A few weeks back, Saturday 4th July was National Play Day. It is common knowledge for us adults that children like to play. Yet in recent years, play has become a hot topic. Cambridge University in England has appointed a ‘professor of play,’ a researcher tasked with exploring the links between play and learning. Many preschools have adopted a play-based curriculum. Classrooms now often include a play corner. So, do children learn by playing? And if so, how can parents support this process?
Through play, children discover themselves and the world around them. There are many ways in which you can play with you child. Research suggests there are five common types of play: physical (running, jumping, kicking), play with objects (sand, playdough, blocks), symbolic (using objects to stand in for other objects, like speaking into a banana instead of a phone), pretend play (acting out imaginary situations), and games with rules (board games, “Simon says.”) Recognising these types of play can help you decide when to join in. You might even notice the distinct play areas in your child’s crèche or preschool. Early years teachers know lots about play, so don’t be afraid to ask them for tips!
Parents often wonder how they can participate in their children’s play. A young mother I recently met at an information event in the library asked me, “I know play is important, but how do I know if I’m doing it right?” My response: think about whether you and your child are enjoying it.

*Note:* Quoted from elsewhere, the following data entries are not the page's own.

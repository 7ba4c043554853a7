use crate::{
    compile::plan::compile_scene,
    foundation::error::ChromeResult,
    render::backend::{BackendKind, FrameRGBA, RenderBackend, RenderSettings, create_backend},
    scene::model::Scene,
};

/// Compile and render a scene with a fresh CPU backend.
pub fn render_scene(scene: &Scene, settings: &RenderSettings) -> ChromeResult<FrameRGBA> {
    let mut backend = create_backend(BackendKind::Cpu, settings)?;
    render_scene_with(scene, backend.as_mut())
}

/// Compile and render a scene with a caller-provided backend, reusing its surfaces and caches.
#[tracing::instrument(skip_all, fields(width = scene.canvas.width, height = scene.canvas.height))]
pub fn render_scene_with(scene: &Scene, backend: &mut dyn RenderBackend) -> ChromeResult<FrameRGBA> {
    let plan = compile_scene(scene);
    let frame = backend.render_plan(&plan)?;
    tracing::debug!(passes = plan.passes.len(), "rendered scene");
    Ok(frame)
}

#[cfg(test)]
#[path = "../../tests/unit/render/pipeline.rs"]
mod tests;
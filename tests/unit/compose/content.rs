use super::*;
use crate::foundation::core::Point;

fn red() -> Color {
    Color::hex(0xFF0000)
}

#[test]
fn solid_fills_the_whole_region() {
    let c = Content::solid(10.0, 10.0, red());
    let region = Rect::new(5.0, 5.0, 105.0, 55.0);
    assert_eq!(c.intrinsic_size(), Size::new(10.0, 10.0));
    assert_eq!(
        c.place(region),
        vec![Node::fill(Shape::rect(region), Paint::Solid(red()))]
    );
}

#[test]
fn image_is_centered_at_intrinsic_size() {
    let frame = FrameRGBA::from_straight_rgba8(4, 2, vec![255; 32]).unwrap();
    let c = Content::image(frame);
    assert_eq!(c.intrinsic_size(), Size::new(4.0, 2.0));
    let nodes = c.place(Rect::new(0.0, 0.0, 10.0, 10.0));
    let [Node::Image { rect, .. }] = nodes.as_slice() else {
        panic!("expected one image node");
    };
    assert_eq!(*rect, Rect::new(3.0, 4.0, 7.0, 6.0));
}

#[test]
fn image_cover_fills_and_crops() {
    let frame = FrameRGBA::from_straight_rgba8(2, 1, vec![255; 8]).unwrap();
    let nodes = Content::image(frame).cover(Rect::new(0.0, 0.0, 100.0, 100.0));
    let [Node::Image { rect, .. }] = nodes.as_slice() else {
        panic!("expected one image node");
    };
    assert_eq!(*rect, Rect::new(-50.0, 0.0, 150.0, 100.0));
}

#[test]
fn node_content_is_translated_into_place() {
    let dot = Node::fill(
        Shape::circle(Point::new(5.0, 5.0), 5.0),
        Paint::Solid(red()),
    );
    let c = Content::nodes(Size::new(10.0, 10.0), vec![dot]);
    let placed = c.place(Rect::new(100.0, 100.0, 120.0, 130.0));
    let [Node::Fill { shape, .. }] = placed.as_slice() else {
        panic!("expected one fill");
    };
    assert_eq!(shape.rect, Rect::new(105.0, 110.0, 115.0, 120.0));
}

#[test]
fn load_image_reports_missing_files() {
    assert!(Content::load_image("/no/such/content.png").is_err());
}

Sometimes we forget why we play – to have fun!
Spending time playing with your child can build bonds. It shows the child that you are trying to know them as a person – that you value their interests, and are willing to be part of their world. Playing with your child, or simply watching them play, helps you to get to know your child better. The more you understand your child’s mood and behaviour, the easier it becomes to deal with the more challenging parenting tasks.
As work and the demands of daily life claim our free time, many parents feel they lose their ability to play. It might be helpful to think of playtime like being a passenger on a bus. You have decided to get on the bus, but until it’s time to get off, you are not in charge. You are responsible for taking your seat, interacting with other passengers, or just sitting quietly. In play, your child is the expert – the bus driver. You can just sit back and enjoy the journey!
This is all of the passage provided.